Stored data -
==*==

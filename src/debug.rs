/*
 * Debug Information Module
 *
 * This module defines the DebugInfo struct that contains performance metrics
 * shown in the UI panel and the on-screen overlay.
 */

use std::time::Duration;

// Debug information to display
#[derive(Debug, Clone, Default)]
pub struct DebugInfo {
    pub fps: f32,
    pub frame_time: Duration,
    pub step_time: Duration,
    pub simulated_dt: f32,
    pub steps: u64,
    pub visible_boids: usize,
}

impl DebugInfo {
    // Record one flock step
    pub fn record_step(&mut self, dt: f32, took: Duration) {
        self.simulated_dt = dt;
        self.step_time = took;
        self.steps += 1;
    }

    pub fn lines(&self, total_boids: usize) -> Vec<String> {
        vec![
            format!("FPS: {:.1}", self.fps),
            format!("Frame time: {:.2} ms", self.frame_time.as_secs_f64() * 1000.0),
            format!("Step time: {:.2} ms", self.step_time.as_secs_f64() * 1000.0),
            format!("Simulated dt: {:.2} ms", self.simulated_dt * 1000.0),
            format!("Steps: {}", self.steps),
            format!("Total Boids: {}", total_boids),
            format!("Visible Boids: {}", self.visible_boids),
        ]
    }
}

#[cfg(test)]
mod tests {
    use super::*;

    #[test]
    fn record_step_counts() {
        let mut info = DebugInfo::default();
        info.record_step(0.016, Duration::from_millis(2));
        info.record_step(0.017, Duration::from_millis(3));
        assert_eq!(info.steps, 2);
        assert_eq!(info.simulated_dt, 0.017);
        assert_eq!(info.step_time, Duration::from_millis(3));
    }

    #[test]
    fn lines_include_boid_counts() {
        let info = DebugInfo { visible_boids: 7, ..DebugInfo::default() };
        let lines = info.lines(20);
        assert!(lines.contains(&"Total Boids: 20".to_string()));
        assert!(lines.contains(&"Visible Boids: 7".to_string()));
    }

    #[test]
    fn lines_show_the_last_simulated_dt() {
        let mut info = DebugInfo::default();
        info.record_step(0.008, Duration::from_millis(1));
        assert!(info.lines(1).contains(&"Simulated dt: 8.00 ms".to_string()));
    }
}
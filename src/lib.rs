/*
 * Boid Flocking Simulation - Module Definitions
 *
 * The core of the crate is two independent pieces:
 * - `Flock`: a fixed set of boids stepped by separation, cohesion and
 *   alignment, with a speed limit and a wrap-around world cube.
 * - `OrbitalCamera`: a viewpoint on a sphere around a center point, moved by
 *   pointer drags and scrolling, that produces a view matrix.
 *
 * The remaining modules are the nannou front end that drives them.
 */

// Re-export key components for easier access
pub use boid::Boid;
pub use camera::{LookTarget, OrbitalCamera};
pub use config::SimConfig;
pub use error::{ConfigError, ParamsError};
pub use flock::Flock;
pub use params::{FlockParams, SpeedLimit};

// Define modules
pub mod app;
pub mod boid;
pub mod camera;
pub mod config;
pub mod culling;
pub mod debug;
pub mod error;
pub mod flock;
pub mod input;
pub mod params;
pub mod physics;
pub mod primitives;
pub mod renderer;
pub mod ui;
//! Typed-failure recovery: `or_else`/`retry` identities and scenarios S2,
//! S3 (§8 properties 2, 3).

use std::sync::Arc;
use std::sync::atomic::{AtomicU32, Ordering};

use fibrous::effect::{fail, succeed, try_sync};
use fibrous::either::Either;
use fibrous::runtime::Runtime;

#[test]
fn s2_or_else_recovers_a_typed_failure() {
    let rt = Runtime::default();
    let recovered = fail::<String, i32>("e".into()).or_else(|| succeed(2));
    assert_eq!(rt.unsafe_run(recovered), 2);
}

#[test]
fn s2_or_else_reports_the_last_failure_via_either() {
    let rt = Runtime::default();
    let both_fail = fail::<String, i32>("a".into()).or_else(|| fail("b".into()));
    assert_eq!(rt.safe_run_either(both_fail), Either::Left("b".to_string()));
}

#[test]
fn or_else_identity_on_success() {
    let rt = Runtime::default();
    let unchanged = succeed::<String, i32>(1).or_else(|| succeed(99));
    assert_eq!(rt.unsafe_run(unchanged), 1);
}

#[test]
fn s3_retry_counts_attempts_until_success() {
    let rt = Runtime::default();
    let count = Arc::new(AtomicU32::new(0));

    let attempt = {
        let count = Arc::clone(&count);
        move || {
            let count = Arc::clone(&count);
            try_sync::<String, i32, _>(move |_env| {
                let n = count.fetch_add(1, Ordering::SeqCst) + 1;
                if n < 3 { Err("x".into()) } else { Ok(1) }
            })
        }
    };

    let program = fibrous::effect::retry(2, attempt);
    assert_eq!(rt.unsafe_run(program), 1);
    assert_eq!(count.load(Ordering::SeqCst), 3);
}

#[test]
fn s3_retry_surfaces_the_last_failure_when_exhausted() {
    let rt = Runtime::default();
    let count = Arc::new(AtomicU32::new(0));

    let attempt = {
        let count = Arc::clone(&count);
        move || {
            let count = Arc::clone(&count);
            try_sync::<String, i32, _>(move |_env| {
                let n = count.fetch_add(1, Ordering::SeqCst) + 1;
                if n < 3 { Err("x".into()) } else { Ok(1) }
            })
        }
    };

    let program = fibrous::effect::retry(1, attempt);
    assert_eq!(rt.safe_run_either(program), Either::Left("x".to_string()));
    assert_eq!(count.load(Ordering::SeqCst), 2);
}

#[test]
fn retry_zero_is_a_single_attempt() {
    let rt = Runtime::default();
    let program = fibrous::effect::retry(0, || fail::<String, i32>("e".into()));
    assert_eq!(rt.safe_run_either(program), Either::Left("e".to_string()));
}
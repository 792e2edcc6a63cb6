//! Invariant violations in the scheduler's own bookkeeping.
//!
//! These never travel through an effect's `Cause<E>` as a first-class
//! error kind — they indicate a bug in this crate's own fiber
//! accounting, not anything the calling code did wrong. The interpreter
//! always wraps one as a [`crate::cause::Defect`] and folds it into
//! `Cause::Die` rather than exposing a separate error channel, so every
//! path out of the interpreter still produces a single `FiberExit`-shaped
//! result.

use std::fmt;

/// A scheduler-internal invariant violation.
#[derive(Debug, Clone, PartialEq, Eq)]
pub enum RuntimeError {
    /// A [`crate::effect::FiberHandle`] was joined a second time; its
    /// one-shot result channel was already consumed by the first join.
    FiberAlreadyJoined,
    /// A forked fiber's task was dropped (e.g. the executor shut down)
    /// before it ever reported a result back through its result channel.
    FiberDisappeared { during: &'static str },
    /// An `Async` registration's completer was dropped without either
    /// `resolve` or `reject` ever being called.
    AsyncCompleterDropped,
    /// `race`/`race_first`/`all` was called with zero participants; there
    /// is no winner (or, for `all`, a vacuous one) to resolve to.
    EmptyParticipants { combinator: &'static str },
}

impl fmt::Display for RuntimeError {
    fn fmt(&self, f: &mut fmt::Formatter<'_>) -> fmt::Result {
        match self {
            RuntimeError::FiberAlreadyJoined => {
                write!(f, "fiber already joined: a FiberHandle can only be joined once")
            }
            RuntimeError::FiberDisappeared { during } => {
                write!(f, "a fiber disappeared without completing during {during}")
            }
            RuntimeError::AsyncCompleterDropped => {
                write!(f, "async completer dropped without resolving")
            }
            RuntimeError::EmptyParticipants { combinator } => {
                write!(f, "{combinator} called with no participants")
            }
        }
    }
}

impl std::error::Error for RuntimeError {}

#[cfg(test)]
mod tests {
    use super::*;

    #[test]
    fn display_messages_name_the_violation() {
        assert_eq!(
            RuntimeError::FiberAlreadyJoined.to_string(),
            "fiber already joined: a FiberHandle can only be joined once"
        );
        assert_eq!(
            RuntimeError::FiberDisappeared { during: "race" }.to_string(),
            "a fiber disappeared without completing during race"
        );
    }
}
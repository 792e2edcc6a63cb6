//! Process-unique fiber identifiers.

use std::fmt;
use std::sync::atomic::{AtomicU64, Ordering};
use std::time::{SystemTime, UNIX_EPOCH};

/// `(id, startTime)` — `id` is a monotonic, process-unique counter;
/// `startTime` is informational only and never used for ordering.
#[derive(Debug, Clone, Copy, PartialEq, Eq, Hash)]
pub struct FiberId {
    id: u64,
    start_time_millis: u128,
}

impl FiberId {
    pub fn as_u64(self) -> u64 {
        self.id
    }

    pub fn start_time_millis(self) -> u128 {
        self.start_time_millis
    }

    /// Build an id directly for unit tests that need deterministic values
    /// without going through [`FiberIdAllocator`].
    #[cfg(test)]
    pub fn for_test(id: u64) -> Self {
        Self {
            id,
            start_time_millis: 0,
        }
    }
}

impl fmt::Display for FiberId {
    fn fmt(&self, f: &mut fmt::Formatter<'_>) -> fmt::Result {
        write!(f, "#{}", self.id)
    }
}

/// Allocates process-unique [`FiberId`]s from a monotonic counter.
///
/// Shared by every `Runtime`/`Interpreter` instance in a process via a
/// single static counter, so ids stay unique even across independently
/// constructed runtimes.
pub struct FiberIdAllocator;

static NEXT_ID: AtomicU64 = AtomicU64::new(1);

impl FiberIdAllocator {
    pub fn next() -> FiberId {
        let id = NEXT_ID.fetch_add(1, Ordering::Relaxed);
        let start_time_millis = SystemTime::now()
            .duration_since(UNIX_EPOCH)
            .map(|d| d.as_millis())
            .unwrap_or(0);
        FiberId {
            id,
            start_time_millis,
        }
    }
}

#[cfg(test)]
mod tests {
    use super::*;

    #[test]
    fn ids_are_monotonic_and_unique() {
        let a = FiberIdAllocator::next();
        let b = FiberIdAllocator::next();
        assert_ne!(a, b);
        assert!(b.as_u64() > a.as_u64());
    }
}
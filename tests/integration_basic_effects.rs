//! End-to-end scenarios for the core constructors and the functor/monad
//! laws over `map`/`flat_map` (§8 properties 1 and scenario S1).

use fibrous::effect::succeed;
use fibrous::runtime::Runtime;

#[test]
fn s1_map_then_flat_map() {
    let rt = Runtime::default();
    let program = succeed::<String, i32>(1)
        .map(|x| x + 1)
        .flat_map(|x| succeed(x * 2));
    assert_eq!(rt.unsafe_run(program), 4);
}

#[test]
fn map_identity_law() {
    let rt = Runtime::default();
    assert_eq!(rt.unsafe_run(succeed::<String, i32>(7).map(|x| x)), 7);
}

#[test]
fn flat_map_succeed_is_identity() {
    let rt = Runtime::default();
    assert_eq!(rt.unsafe_run(succeed::<String, i32>(7).flat_map(succeed)), 7);
}

#[test]
fn left_identity_law() {
    let rt = Runtime::default();
    let k = |x: i32| succeed::<String, i32>(x * 3);
    assert_eq!(rt.unsafe_run(succeed::<String, i32>(5).flat_map(k)), 15);
}

#[test]
fn associativity_law() {
    let rt = Runtime::default();
    let k = |x: i32| succeed::<String, i32>(x + 1);
    let h = |x: i32| succeed::<String, i32>(x * 2);

    let left = succeed::<String, i32>(1).flat_map(k).flat_map(h);
    let right = succeed::<String, i32>(1).flat_map(move |x| k(x).flat_map(h));

    assert_eq!(rt.unsafe_run(left), rt.unsafe_run(right));
}

#[test]
fn unit_discards_the_value() {
    let rt = Runtime::default();
    assert_eq!(rt.unsafe_run(succeed::<String, i32>(1).unit()), ());
}

#[test]
fn as_value_replaces_the_success() {
    let rt = Runtime::default();
    assert_eq!(rt.unsafe_run(succeed::<String, i32>(1).as_value("done")), "done");
}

==*==

Which lines of the records above hold the word "resolve"? Copy each one out.

ANSWER FOR THE TASK -
    /// `resolve` or `reject` ever being called.
    /// is no winner (or, for `all`, a vacuous one) to resolve to.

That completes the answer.